| WHAT YOU HAVE TO DO |
Examine each line of the data, and copy the ones containing "inner".

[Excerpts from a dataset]

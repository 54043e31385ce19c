//! Mapping configuration.

use crate::types::{Consistency, ConsistencyLevel};
use serde::{Deserialize, Serialize};

/// Configuration consulted while metadata is assembled.
///
/// Applications usually load this from their own configuration file; the
/// metadata builders fall back to it when a property or entity does not
/// declare its own consistency levels.
#[derive(Debug, Clone, PartialEq, Eq, Serialize, Deserialize)]
#[serde(default)]
pub struct MappingConfig {
    /// Read level used when none is declared.
    pub default_read_consistency: ConsistencyLevel,

    /// Write level used when none is declared.
    pub default_write_consistency: ConsistencyLevel,
}

impl Default for MappingConfig {
    fn default() -> Self {
        Self {
            default_read_consistency: ConsistencyLevel::One,
            default_write_consistency: ConsistencyLevel::One,
        }
    }
}

impl MappingConfig {
    /// Creates a new configuration with default values.
    #[must_use]
    pub fn new() -> Self {
        Self::default()
    }

    /// Sets the default read level.
    #[must_use]
    pub const fn default_read_consistency(mut self, level: ConsistencyLevel) -> Self {
        self.default_read_consistency = level;
        self
    }

    /// Sets the default write level.
    #[must_use]
    pub const fn default_write_consistency(mut self, level: ConsistencyLevel) -> Self {
        self.default_write_consistency = level;
        self
    }

    /// Returns the default consistency pair.
    #[must_use]
    pub const fn default_consistency(&self) -> Consistency {
        Consistency::new(
            self.default_read_consistency,
            self.default_write_consistency,
        )
    }
}
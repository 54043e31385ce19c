//! Key, value and entry views of a [`MapProxy`](super::MapProxy).
//!
//! Each view borrows the backing map and the dirty target of the proxy it
//! came from; none of them copies either.

use super::backing::BackingMap;
use super::cursor::Snapshot;
use crate::dirty::DirtyTarget;
use crate::error::{CoreError, CoreResult};
use std::mem;

/// Proxied view of the keys of a map attribute.
pub struct KeySet<'p, M: BackingMap> {
    map: &'p mut M,
    target: &'p DirtyTarget<'p>,
}

impl<'p, M: BackingMap> KeySet<'p, M> {
    pub(crate) fn new(map: &'p mut M, target: &'p DirtyTarget<'p>) -> Self {
        Self { map, target }
    }

    /// Returns the number of keys.
    #[must_use]
    pub fn len(&self) -> usize {
        self.map.len()
    }

    /// Returns true if there are no keys.
    #[must_use]
    pub fn is_empty(&self) -> bool {
        self.map.is_empty()
    }

    /// Returns true if `key` is present.
    #[must_use]
    pub fn contains(&self, key: &M::Key) -> bool {
        self.map.contains_key(key)
    }

    /// Iterates over the keys.
    pub fn iter(&self) -> impl Iterator<Item = &M::Key> + '_ {
        self.map.iter().map(|(key, _)| key)
    }

    /// Removes `key` and its value; marks if it was present.
    pub fn remove(&mut self, key: &M::Key) -> bool {
        self.target.mark_if(self.map.remove(key).is_some())
    }

    /// Keeps the keys for which `f` returns true; marks if any was dropped.
    pub fn retain<F>(&mut self, mut f: F) -> bool
    where
        F: FnMut(&M::Key) -> bool,
    {
        let before = self.map.len();
        self.map.retain(|key, _| f(key));
        self.target.mark_if(self.map.len() != before)
    }

    /// Removes every entry; marks if the map was non-empty.
    pub fn clear(&mut self) {
        let had_entries = !self.map.is_empty();
        self.map.clear();
        self.target.mark_if(had_entries);
    }
}

impl<M> KeySet<'_, M>
where
    M: BackingMap,
    M::Key: Clone,
{
    /// Returns a cursor that can remove the key it last yielded.
    pub fn cursor(&mut self) -> KeyCursor<'_, M> {
        let keys = self.map.iter().map(|(key, _)| key.clone()).collect();
        KeyCursor {
            map: &mut *self.map,
            target: self.target,
            snapshot: Snapshot::new(keys),
        }
    }
}

/// Cursor over the keys of a map attribute.
///
/// Yields owned keys. [`remove`](Self::remove) deletes the key returned by
/// the last call to `next` from the backing map and always marks.
pub struct KeyCursor<'c, M: BackingMap> {
    map: &'c mut M,
    target: &'c DirtyTarget<'c>,
    snapshot: Snapshot<M::Key>,
}

impl<M> KeyCursor<'_, M>
where
    M: BackingMap,
    M::Key: Clone,
{
    /// Removes the last yielded key.
    ///
    /// Fails with [`CoreError::NoCurrentElement`] before the first `next`
    /// or when called twice for the same key.
    pub fn remove(&mut self) -> CoreResult<()> {
        let key = self.snapshot.take_current()?;
        self.map.remove(&key);
        self.target.mark();
        Ok(())
    }
}

impl<M> Iterator for KeyCursor<'_, M>
where
    M: BackingMap,
    M::Key: Clone,
{
    type Item = M::Key;

    fn next(&mut self) -> Option<M::Key> {
        self.snapshot.advance()
    }

    fn size_hint(&self) -> (usize, Option<usize>) {
        let remaining = self.snapshot.remaining();
        (remaining, Some(remaining))
    }
}

/// Proxied view of the values of a map attribute.
pub struct Values<'p, M: BackingMap> {
    map: &'p mut M,
    target: &'p DirtyTarget<'p>,
}

impl<'p, M: BackingMap> Values<'p, M> {
    pub(crate) fn new(map: &'p mut M, target: &'p DirtyTarget<'p>) -> Self {
        Self { map, target }
    }

    /// Returns the number of values.
    #[must_use]
    pub fn len(&self) -> usize {
        self.map.len()
    }

    /// Returns true if there are no values.
    #[must_use]
    pub fn is_empty(&self) -> bool {
        self.map.is_empty()
    }

    /// Iterates over the values.
    pub fn iter(&self) -> impl Iterator<Item = &M::Value> + '_ {
        self.map.iter().map(|(_, value)| value)
    }

    /// Keeps the values for which `f` returns true; marks if any was dropped.
    pub fn retain<F>(&mut self, mut f: F) -> bool
    where
        F: FnMut(&M::Value) -> bool,
    {
        let before = self.map.len();
        self.map.retain(|_, value| f(value));
        self.target.mark_if(self.map.len() != before)
    }

    /// Removes every entry; marks if the map was non-empty.
    pub fn clear(&mut self) {
        let had_entries = !self.map.is_empty();
        self.map.clear();
        self.target.mark_if(had_entries);
    }
}

impl<M> Values<'_, M>
where
    M: BackingMap,
    M::Value: PartialEq,
{
    /// Returns true if some entry holds `value`.
    #[must_use]
    pub fn contains(&self, value: &M::Value) -> bool {
        self.map.iter().any(|(_, candidate)| candidate == value)
    }
}

impl<M> Values<'_, M>
where
    M: BackingMap,
    M::Key: Clone,
    M::Value: PartialEq,
{
    /// Removes one entry holding `value`; marks if there was one.
    ///
    /// When several entries hold `value`, which one goes is up to the
    /// iteration order of the backing map.
    pub fn remove(&mut self, value: &M::Value) -> bool {
        let key = self
            .map
            .iter()
            .find(|(_, candidate)| *candidate == value)
            .map(|(key, _)| key.clone());
        match key {
            Some(key) => {
                self.map.remove(&key);
                self.target.mark();
                true
            }
            None => false,
        }
    }
}

/// Proxied view of the entries of a map attribute.
pub struct EntrySet<'p, M: BackingMap> {
    map: &'p mut M,
    target: &'p DirtyTarget<'p>,
}

impl<'p, M: BackingMap> EntrySet<'p, M> {
    pub(crate) fn new(map: &'p mut M, target: &'p DirtyTarget<'p>) -> Self {
        Self { map, target }
    }

    /// Returns the number of entries.
    #[must_use]
    pub fn len(&self) -> usize {
        self.map.len()
    }

    /// Returns true if there are no entries.
    #[must_use]
    pub fn is_empty(&self) -> bool {
        self.map.is_empty()
    }

    /// Iterates over the entries.
    pub fn iter(&self) -> M::Iter<'_> {
        self.map.iter()
    }

    /// Always fails: a detached entry has no dirty target.
    ///
    /// Insert through [`MapProxy::put`](super::MapProxy::put) instead.
    pub fn add(&mut self, _entry: (M::Key, M::Value)) -> CoreResult<()> {
        Err(CoreError::unsupported_mutation("entry_set.add"))
    }

    /// Keeps the entries for which `f` returns true; marks if any was dropped.
    pub fn retain<F>(&mut self, mut f: F) -> bool
    where
        F: FnMut(&M::Key, &M::Value) -> bool,
    {
        let before = self.map.len();
        self.map.retain(|key, value| f(key, value));
        self.target.mark_if(self.map.len() != before)
    }

    /// Removes every entry; marks if the map was non-empty.
    pub fn clear(&mut self) {
        let had_entries = !self.map.is_empty();
        self.map.clear();
        self.target.mark_if(had_entries);
    }

    /// Iterates over the entries with proxied, writable values.
    pub fn iter_mut(&mut self) -> EntryIterMut<'_, M> {
        EntryIterMut {
            inner: self.map.iter_mut(),
            target: self.target,
        }
    }
}

impl<M> EntrySet<'_, M>
where
    M: BackingMap,
    M::Value: PartialEq,
{
    /// Returns true if `key` is present and holds `value`.
    #[must_use]
    pub fn contains(&self, key: &M::Key, value: &M::Value) -> bool {
        self.map.get(key).is_some_and(|current| current == value)
    }

    /// Removes the entry if `key` holds `value`; marks if it did.
    pub fn remove(&mut self, key: &M::Key, value: &M::Value) -> bool {
        if !self.contains(key, value) {
            return false;
        }
        self.map.remove(key);
        self.target.mark();
        true
    }
}

impl<M> EntrySet<'_, M>
where
    M: BackingMap,
    M::Key: Clone,
    M::Value: Clone,
{
    /// Returns a cursor that can remove the entry it last yielded.
    pub fn cursor(&mut self) -> EntryCursor<'_, M> {
        let entries = self
            .map
            .iter()
            .map(|(key, value)| (key.clone(), value.clone()))
            .collect();
        EntryCursor {
            map: &mut *self.map,
            target: self.target,
            snapshot: Snapshot::new(entries),
        }
    }
}

/// Iterator over [`EntryProxy`] items.
pub struct EntryIterMut<'i, M: BackingMap + 'i> {
    inner: M::IterMut<'i>,
    target: &'i DirtyTarget<'i>,
}

impl<'i, M: BackingMap + 'i> Iterator for EntryIterMut<'i, M> {
    type Item = EntryProxy<'i, M::Key, M::Value>;

    fn next(&mut self) -> Option<Self::Item> {
        let target = self.target;
        self.inner
            .next()
            .map(|(key, value)| EntryProxy { key, value, target })
    }

    fn size_hint(&self) -> (usize, Option<usize>) {
        self.inner.size_hint()
    }
}

/// One live entry of a map attribute, obtained by iteration.
pub struct EntryProxy<'i, K, V> {
    key: &'i K,
    value: &'i mut V,
    target: &'i DirtyTarget<'i>,
}

impl<K, V> EntryProxy<'_, K, V> {
    /// Returns the key.
    #[must_use]
    pub fn key(&self) -> &K {
        self.key
    }

    /// Returns the current value.
    #[must_use]
    pub fn value(&self) -> &V {
        &*self.value
    }

    /// Replaces the value in the backing map and marks; returns the old value.
    pub fn set_value(&mut self, value: V) -> V {
        let previous = mem::replace(self.value, value);
        self.target.mark();
        previous
    }
}

/// Cursor over the entries of a map attribute.
///
/// Yields owned `(key, value)` pairs. [`remove`](Self::remove) deletes the
/// entry last yielded and always marks.
pub struct EntryCursor<'c, M: BackingMap> {
    map: &'c mut M,
    target: &'c DirtyTarget<'c>,
    snapshot: Snapshot<(M::Key, M::Value)>,
}

impl<M> EntryCursor<'_, M>
where
    M: BackingMap,
    M::Key: Clone,
    M::Value: Clone,
{
    /// Removes the last yielded entry.
    pub fn remove(&mut self) -> CoreResult<()> {
        let (key, _) = self.snapshot.take_current()?;
        self.map.remove(&key);
        self.target.mark();
        Ok(())
    }
}

impl<M> Iterator for EntryCursor<'_, M>
where
    M: BackingMap,
    M::Key: Clone,
    M::Value: Clone,
{
    type Item = (M::Key, M::Value);

    fn next(&mut self) -> Option<Self::Item> {
        self.snapshot.advance()
    }

    fn size_hint(&self) -> (usize, Option<usize>) {
        let remaining = self.snapshot.remaining();
        (remaining, Some(remaining))
    }
}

| SOLUTION TO THIS PROBLEM |
            inner: self.map.iter_mut(),
    inner: M::IterMut<'i>,
        self.inner
        self.inner.size_hint()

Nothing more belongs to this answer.